Three years ago, on February 24th, in the morning we woke up to a different reality. A reality where war became not just a topic in the news but a daily experience for everyone. During these three years, Ukraine has changed. We have all changed.

I remember how, in the first weeks of chaos, our editors in the regions literally started to evacuate their families and colleagues. We were finding helmets, bulletproof vests, generators, even paper for journalists to somehow continue publishing news. We were learning to survive in the conditions of a full-scale war. No one was ready, but no one gave up.

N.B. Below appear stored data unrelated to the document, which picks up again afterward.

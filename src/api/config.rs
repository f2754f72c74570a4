//! Connection settings for the document service.

use crate::error::{BdmError, Result};
use std::time::Duration;

/// Explicit connection settings, built once and handed to the client.
#[derive(Debug, Clone, PartialEq, Eq)]
pub struct ApiConfig {
    /// Base URL including the API prefix, e.g. `http://localhost:5000/api`.
    pub base_url: String,
    pub timeout: Duration,
    /// Bearer token sent on every request when present.
    pub token: Option<String>,
}

impl ApiConfig {
    pub fn new(base_url: impl Into<String>) -> Self {
        Self {
            base_url: base_url.into(),
            timeout: Duration::from_secs(30),
            token: None,
        }
    }

    pub fn with_timeout(mut self, timeout: Duration) -> Self {
        self.timeout = timeout;
        self
    }

    pub fn with_token(mut self, token: Option<String>) -> Self {
        self.token = token.filter(|t| !t.trim().is_empty());
        self
    }

    /// Join an endpoint path onto the base URL.
    pub fn url(&self, path: &str) -> String {
        format!(
            "{}/{}",
            self.base_url.trim_end_matches('/'),
            path.trim_start_matches('/')
        )
    }
}

/// Check that an id is safe to use as a single URL path segment.
pub(crate) fn path_segment(kind: &str, id: &str) -> Result<String> {
    let id = id.trim();
    if id.is_empty() {
        return Err(BdmError::UserError(format!("{} id must not be empty", kind)));
    }
    if id.contains(['/', '\\', '?', '#']) || id == "." || id == ".." {
        return Err(BdmError::UserError(format!(
            "invalid {} id '{}': must not contain '/', '\\', '?' or '#'",
            kind, id
        )));
    }
    Ok(id.to_string())
}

Today, Ukraine faces new challenges. We are no longer just defending ourselves – we are fighting for the future. At the same time, exhaustion, economic pressure, and the attempts of some in the world to “turn the page” make this struggle even harder.

What has changed?

Over these three years, we have become stronger, but also more realistic. More tired, but also tireless. With broken hearts, but with steel veins through which our blood flows.

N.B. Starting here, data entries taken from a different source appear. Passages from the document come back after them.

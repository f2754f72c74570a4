//! Atomic file writes.
//!
//! Content is written to a temporary file in the target directory, synced to
//! disk, then renamed over the target. Source and destination must be on the
//! same filesystem for the rename to be atomic. After a crash a temporary file
//! named `.{filename}.tmp` may remain.

use crate::error::{BdmError, Result};
use std::fs::{self, File};
use std::io::Write;
use std::path::{Path, PathBuf};

/// Atomically write bytes to a file, creating parent directories as needed.
///
/// # Example
///
/// ```no_run
/// use bdm_client::fs::atomic_write;
/// use std::path::Path;
///
/// atomic_write(Path::new("bulk_documents.zip"), b"PK\x03\x04")?;
/// # Ok::<(), bdm_client::error::BdmError>(())
/// ```
pub fn atomic_write<P: AsRef<Path>>(path: P, content: &[u8]) -> Result<()> {
    let path = path.as_ref();

    if let Some(parent) = path.parent()
        && !parent.as_os_str().is_empty()
        && !parent.exists()
    {
        fs::create_dir_all(parent).map_err(|e| {
            BdmError::IoError(format!(
                "failed to create directory '{}': {}",
                parent.display(),
                e
            ))
        })?;
    }

    let temp_path = generate_temp_path(path)?;
    write_and_sync(&temp_path, content)?;

    fs::rename(&temp_path, path).map_err(|e| {
        let _ = fs::remove_file(&temp_path);
        BdmError::IoError(format!("failed to write '{}': {}", path.display(), e))
    })?;

    Ok(())
}

fn generate_temp_path(target: &Path) -> Result<PathBuf> {
    let parent = target.parent().unwrap_or(Path::new("."));
    let filename = target
        .file_name()
        .and_then(|n| n.to_str())
        .ok_or_else(|| {
            BdmError::IoError(format!("invalid output path '{}'", target.display()))
        })?;

    Ok(parent.join(format!(".{}.tmp", filename)))
}

fn write_and_sync(path: &Path, content: &[u8]) -> Result<()> {
    let mut file = File::create(path).map_err(|e| {
        BdmError::IoError(format!(
            "failed to create temporary file '{}': {}",
            path.display(),
            e
        ))
    })?;

    let written = file.write_all(content).and_then(|()| file.sync_all());
    if let Err(e) = written {
        let _ = fs::remove_file(path);
        return Err(BdmError::IoError(format!(
            "failed to write temporary file '{}': {}",
            path.display(),
            e
        )));
    }

    Ok(())
}

#[cfg(test)]
mod tests {
    use super::*;
    use tempfile::TempDir;

    #[test]
    fn test_atomic_write_new_file() {
        let temp_dir = TempDir::new().unwrap();
        let file_path = temp_dir.path().join("out.pdf");

        atomic_write(&file_path, b"%PDF-1.7").unwrap();

        assert_eq!(fs::read(&file_path).unwrap(), b"%PDF-1.7");
    }

    #[test]
    fn test_atomic_write_replace_existing() {
        let temp_dir = TempDir::new().unwrap();
        let file_path = temp_dir.path().join("out.zip");
        fs::write(&file_path, "old archive").unwrap();

        atomic_write(&file_path, b"new archive").unwrap();

        assert_eq!(fs::read_to_string(&file_path).unwrap(), "new archive");
    }

    #[test]
    fn test_atomic_write_creates_parent_dirs() {
        let temp_dir = TempDir::new().unwrap();
        let file_path = temp_dir.path().join("downloads").join("2024").join("a.zip");

        atomic_write(&file_path, b"nested").unwrap();

        assert_eq!(fs::read(&file_path).unwrap(), b"nested");
    }

    #[test]
    fn test_atomic_write_removes_temp_file() {
        let temp_dir = TempDir::new().unwrap();
        let file_path = temp_dir.path().join("a.zip");

        atomic_write(&file_path, b"content").unwrap();

        assert!(!temp_dir.path().join(".a.zip.tmp").exists());
    }

    #[test]
    fn test_atomic_write_binary_content() {
        let temp_dir = TempDir::new().unwrap();
        let file_path = temp_dir.path().join("binary.bin");
        let binary_content: Vec<u8> = (0..=255u8).collect();

        atomic_write(&file_path, &binary_content).unwrap();

        assert_eq!(fs::read(&file_path).unwrap(), binary_content);
    }

    #[test]
    fn test_generate_temp_path() {
        let temp = generate_temp_path(Path::new("/some/path/file.zip")).unwrap();
        assert_eq!(temp, Path::new("/some/path/.file.zip.tmp"));
    }
}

We have learned to hear the air raid siren without stopping to walk.

Our teachers have learned to hold lessons in bomb shelters.

Our doctors are operating in basements, under the explosions.

Our journalists have learned not to show how their hearts break into a million pieces during every interview with the mother of a fallen soldier or a woman who lost her child under the bombed building.

We do not wait for someone else to solve everything for us. We understand that even among those who speak of freedom, there are those who want to negotiate with the aggressor.

What remains unchanged?

Our choice to be independent. To be deserving. To be those who will not allow a repeat of 2014 or 1939.

On December 25, 1937, my great-grandfather, Pavlo Brovko, was arrested for anti-soviet activities. An ordinary worker at the railway station in a small village in the Zaporizhzhia region. It was a big family – eight children, one of whom was my grandfather, Oleksiy. For generations, our family had lived in this village since it was founded in the 18th century. Today, this village is occupied by russia.

A week after the arrest, on January 2, 1938, soviet executioners shot my great-grandfather Pavlo. His wife, my great-grandmother Stepanida Brovko, almost twenty years later, in December 1957, wrote a letter to the Kremlin, to Moscow. She was still searching for her husband. She did not know he had long been lying in an unmarked grave. She did not know that no one would answer her with the truth. She simply did not lose hope.

Today, other wives of other arrested, captured, or missing Ukrainians write the same letters searching for their husbands. With tired eyes, they look for their names or faces in photos in russian Telegram channels, staring at lists of bodies returned during the prisoner of war exchanges. My good friend has been looking for his brother for the second month now. He went on a reconnaissance mission and never returned.

Nothing has changed. Nothing will change as long as russia exists in its current form.

Today, my country, to me, is like my great-grandmother Stepanida. She has lost so much because of russia, but she is fighting. She still doesn’t know when she will get an answer, when justice will come, but she does not stop.

We cannot live otherwise. We cannot accept this. This is not just about victory – it is about the fact that it cannot be any other way.

I have no doubt – we will endure. Will I see our victory myself? I don’t know. Three years ago, we showed that we can not only survive but change the course of history. And today, we are writing this history together with you. Every voice and every act of support is part of our victory.

On the photo: My great-grandmother Stepanida’s letter to kremlin; my grandfather Oleksiy Brovko with my grandmother Kateryna. When NKVD came to arrest his father, he was 10 years old. The same age as my daughter Orysia. She will turn 10 in two days.